- Benefits of Certification
- Why Work With NSF?
- Certification Process
If you manufacture, sell or distribute water treatment or distribution products in North America, your products are required to comply with NSF/ANSI 61: Drinking Water System Components – Health Effects by most governmental agencies that regulate drinking water supplies. Developed by a team of scientists, industry experts and key industry stakeholders, NSF/ANSI 61 sets health effects criteria for many water system components including:
- Protective barrier materials (cements, paints, coatings)
- Joining and sealing materials (gaskets, adhesives, lubricants)
- Mechanical devices (water meters, valves, filters)
- Pipes and related products (pipe, hose, fittings)
- Plumbing devices (faucets, drinking fountains)
- Process media (filter media, ion exchange resins)
- Non-metallic potable water materials
Benefits of Certification
Certification to NSF/ANSI 61 ensures that your product meets the regulatory requirements for the U.S. and Canada, and it can often meet or fulfill the testing requirements for many other countries as well.

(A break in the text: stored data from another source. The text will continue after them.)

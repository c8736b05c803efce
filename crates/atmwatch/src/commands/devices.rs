//! Device command handlers.

use tabled::Tabled;

use atmwatch_core::{Atm, Monitor};

use crate::cli::{DevicesArgs, DevicesCommand, GlobalOpts};
use crate::commands::{build_context, require_session};
use crate::error::CliError;
use crate::output;

// ── Table row ───────────────────────────────────────────────────────

#[derive(Tabled)]
struct DeviceRow {
    #[tabled(rename = "Device")]
    device_id: String,
    #[tabled(rename = "State")]
    state: String,
    #[tabled(rename = "Branch")]
    branch: String,
    #[tabled(rename = "City")]
    city: String,
    #[tabled(rename = "Last Heartbeat")]
    heartbeat: String,
    #[tabled(rename = "Buzzer")]
    buzzer: String,
}

impl From<&Atm> for DeviceRow {
    fn from(a: &Atm) -> Self {
        Self {
            device_id: a.device_id.clone(),
            state: output::state_cell(a.current_state),
            branch: a.location.as_ref().map(|l| l.branch.clone()).unwrap_or_default(),
            city: a.location.as_ref().map(|l| l.city.clone()).unwrap_or_default(),
            heartbeat: a
                .last_heartbeat
                .map(|t| t.to_rfc3339())
                .unwrap_or_else(|| "-".into()),
            buzzer: if a.buzzer_enabled { "on" } else { "off" }.into(),
        }
    }
}

fn detail(a: &Atm) -> String {
    let mut lines = vec![
        format!("Device:    {}", a.device_id),
        format!("State:     {}", output::state_cell(a.current_state)),
    ];
    if let Some(ref loc) = a.location {
        lines.push(format!("Branch:    {}", loc.branch));
        lines.push(format!("City:      {}", loc.city));
        if let (Some(lat), Some(lng)) = (loc.lat, loc.lng) {
            lines.push(format!("Coords:    {lat:.4}, {lng:.4}"));
        }
    }
    if let Some(ref contact) = a.responder {
        lines.push(format!(
            "Responder: {} ({}{})",
            contact.name,
            contact.phone,
            contact
                .distance
                .as_deref()
                .map(|d| format!(", {d}"))
                .unwrap_or_default()
        ));
    }
    if let Some(hb) = a.last_heartbeat {
        lines.push(format!("Heartbeat: {}", hb.to_rfc3339()));
    }
    lines.push(format!(
        "Buzzer:    {}",
        if a.buzzer_enabled { "on" } else { "off" }
    ));
    lines.join("\n")
}

// ── Handler ─────────────────────────────────────────────────────────

pub async fn handle(args: DevicesArgs, global: &GlobalOpts) -> Result<(), CliError> {
    let ctx = build_context(global)?;
    require_session(&ctx)?;

    match args.command {
        DevicesCommand::List => {
            let atms = Monitor::oneshot(ctx.monitor_config, ctx.session, |m| async move {
                Ok(m.enriched_atms())
            })
            .await?;

            let out = output::render_list(
                global.output,
                &atms,
                |a| DeviceRow::from(a),
                |a| a.device_id.clone(),
            );
            output::print_output(&out, global.quiet);
        }
        DevicesCommand::Show { device_id } => {
            let atm = Monitor::oneshot(ctx.monitor_config, ctx.session, |m| async move {
                // The enriched view carries the telemetry-derived state;
                // fall back to the direct fetch for unknown devices.
                match m.enriched_atms().into_iter().find(|a| a.device_id == device_id) {
                    Some(atm) => Ok(atm),
                    None => m.fetch_atm(&device_id).await,
                }
            })
            .await?;

            let out = output::render_single(global.output, &atm, detail, |a| a.device_id.clone());
            output::print_output(&out, global.quiet);
        }
    }
    Ok(())
}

Market leaders strive to attain NSF certification as a mark of distinction that provides their customers with assurance that their product is safe for use in drinking water.

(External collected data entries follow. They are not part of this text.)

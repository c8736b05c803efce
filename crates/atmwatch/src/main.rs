mod cli;
mod commands;
mod error;
mod output;

use clap::Parser;
use tracing_subscriber::EnvFilter;

use crate::cli::{Cli, Command};
use crate::error::CliError;

#[tokio::main]
async fn main() {
    let cli = Cli::parse();

    init_tracing(cli.global.verbose);

    if let Err(err) = run(cli).await {
        let code = err.exit_code();
        eprintln!("{:?}", miette::Report::new(err));
        std::process::exit(code);
    }
}

fn init_tracing(verbosity: u8) {
    let filter = match verbosity {
        0 => "warn",
        1 => "info",
        2 => "debug",
        _ => "trace",
    };

    tracing_subscriber::fmt()
        .with_env_filter(
            EnvFilter::try_from_default_env().unwrap_or_else(|_| EnvFilter::new(filter)),
        )
        .with_target(false)
        .with_writer(std::io::stderr)
        .init();
}

async fn run(cli: Cli) -> Result<(), CliError> {
    // Completions don't need config or a backend.
    if let Command::Completions(args) = &cli.command {
        use clap::CommandFactory;
        use clap_complete::generate;

        let mut cmd = Cli::command();
        generate(args.shell, &mut cmd, "atmwatch", &mut std::io::stdout());
        return Ok(());
    }

    tracing::debug!("dispatching command");
    commands::dispatch(cli.command, &cli.global).await
}
use thiserror::Error;

/// Top-level error type for the `atmwatch-api` crate.
///
/// Covers every failure mode at the HTTP boundary: authentication,
/// transport, API status failures, and payload decoding. `atmwatch-core`
/// maps these into user-facing diagnostics. The pure derivation layer
/// above never produces errors -- only this boundary can fail.
#[derive(Debug, Error)]
pub enum Error {
    // ── Authentication ──────────────────────────────────────────────
    /// Login rejected or session expired (HTTP 401).
    #[error("Authentication failed: {message}")]
    Authentication { message: String },

    // ── Transport ───────────────────────────────────────────────────
    /// HTTP transport error (connection refused, DNS failure, etc.)
    #[error("HTTP transport error: {0}")]
    Transport(#[from] reqwest::Error),

    /// URL parsing error.
    #[error("Invalid URL: {0}")]
    InvalidUrl(#[from] url::ParseError),

    /// TLS or client construction error.
    #[error("TLS error: {0}")]
    Tls(String),

    // ── API ─────────────────────────────────────────────────────────
    /// Non-2xx response, carrying the HTTP status and response body text.
    #[error("API error (HTTP {status}): {body}")]
    Api { status: u16, body: String },

    /// Device lookup found nothing, even after the list fallback.
    #[error("Device not found: {device_id}")]
    DeviceNotFound { device_id: String },

    // ── Data ────────────────────────────────────────────────────────
    /// JSON deserialization failed, with the raw body for debugging.
    #[error("Deserialization error: {message}")]
    Deserialization { message: String, body: String },
}

impl Error {
    /// Returns `true` if this error means the session is no longer valid
    /// and the caller should treat itself as logged out.
    pub fn is_auth_rejection(&self) -> bool {
        matches!(self, Self::Authentication { .. })
    }

    /// Returns `true` if this is a transient transport error worth
    /// retrying at the next poll tick.
    pub fn is_transient(&self) -> bool {
        match self {
            Self::Transport(e) => e.is_timeout() || e.is_connect(),
            _ => false,
        }
    }

    /// Returns `true` if this is a "not found" error.
    pub fn is_not_found(&self) -> bool {
        match self {
            Self::Api { status: 404, .. } | Self::DeviceNotFound { .. } => true,
            _ => false,
        }
    }
}
use sqlx::sqlite::SqlitePool;
use std::time::{SystemTime, UNIX_EPOCH};

pub mod api;
pub mod assignment;
pub mod auth;
pub mod catalog;
pub mod error;
pub mod http_res;
pub mod ledger;
pub mod marketplace;
mod model;
pub mod notify;
pub mod schema;
pub mod submission;

/// Shared state the http handlers pull their pool out of.
pub struct AppData {
    pub db: SqlitePool,
}

/// Assignments created without an explicit deadline get this window.
pub const DEFAULT_ASSIGN_WINDOW_MS: i64 = 36 * 60 * 60 * 1000;

/// Deadline sentinel a bought back assignment is reset to (2100-01-01 UTC).
pub const FAR_FUTURE_DEADLINE_MS: i64 = 4_102_444_800_000;

/// Points per euro, used wherever one currency is derived from the other.
pub const POINT_TO_EURO_RATE: f64 = 10.0;

pub fn now_ms() -> i64 {
    SystemTime::now()
        .duration_since(UNIX_EPOCH)
        .map(|d| d.as_millis() as i64)
        .unwrap_or(0)
}

#[cfg(test)]
pub(crate) mod test_util {
    use super::*;
    use crate::schema::{LessonConfig, NewLesson, NotificationMode};
    use sqlx::sqlite::SqlitePoolOptions;

    /// One connection so every statement of a test sees the same in-memory db.
    pub async fn migrate_test_db() -> SqlitePool {
        let con = SqlitePoolOptions::new()
            .max_connections(1)
            .connect(":memory:")
            .await
            .unwrap();
        sqlx::migrate!().run(&con).await.unwrap();
        con
    }

    pub async fn create_teacher(db: &SqlitePool, name: &str) -> i64 {
        let (id, _key) = crate::auth::create_teacher(db, name).await.unwrap();
        id
    }

    pub async fn create_student(db: &SqlitePool, name: &str) -> i64 {
        let (id, _key) = crate::auth::create_student(db, name).await.unwrap();
        id
    }

    pub async fn create_lesson(
        db: &SqlitePool,
        teacher_id: i64,
        title: &str,
        price: f64,
        config: LessonConfig,
    ) -> crate::schema::Lesson {
        crate::catalog::create_lesson(
            db,
            teacher_id,
            NewLesson {
                title: title.to_string(),
                price,
                difficulty: 2,
                notification_mode: NotificationMode::NotAssigned,
                scheduled_assignment_date: None,
                config,
            },
        )
        .await
        .unwrap()
    }

    /// The one invariant every mutating test re-checks: the denormalized
    /// counter always equals the ledger sum.
    pub async fn assert_points_consistent(db: &SqlitePool, user_id: i64) {
        let total: i64 = sqlx::query_scalar("SELECT total_points FROM user WHERE id = ?")
            .bind(user_id)
            .fetch_one(db)
            .await
            .unwrap();
        let ledger_sum = crate::ledger::points_sum_for_user(db, user_id).await.unwrap();
        assert_eq!(
            total, ledger_sum,
            "user {} total_points diverged from the ledger",
            user_id
        );
    }
}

NSF/ANSI 61 testing covers all products with drinking water contact from source to tap, and determines what contaminants may migrate or leach from your product into drinking water. It also confirms if they are below the maximum levels allowed to be considered safe.
Certification also allows your company to:
- List your product in our online directory of certified drinking water system components
- Use the NSF certification mark on your products and in your promotional materials
Why Work With NSF?
The NSF mark, well respected by public health officials and drinking water utilities, is recognized as a symbol of product quality and integrity. Our responsive, personalized service quickly guides your products through the certification process, ensuring that they get to market on time and on budget. We offer product bracketing services wherever possible to help keep costs down, and we provide pricing up front so there are no hidden surprises down the road.
NSF is accredited by the Standards Council of Canada (SCC) and NSF listings satisfy the requirements of the Canadian National Plumbing Code, U.S. Model Codes and the Uniform Plumbing Code (UPC).
We distinguish ourselves due to our thorough product evaluation, but our certification process is simple and efficient. We assign you a dedicated NSF project manager as a single point of contact to guide you through the certification process and oversee your certification project every step of the way.
Seven Simple Steps to Certification:
- Your company submits an application.
- You provide product formulation, toxicology and product use information.
- Our toxicology department reviews formulations.
- We perform a plant audit and sample collection.
- Our laboratory conducts testing.
- We complete a final toxicology evaluation.
- We grant NSF certification for compliant products and you can use the NSF mark on products, packaging and marketing materials.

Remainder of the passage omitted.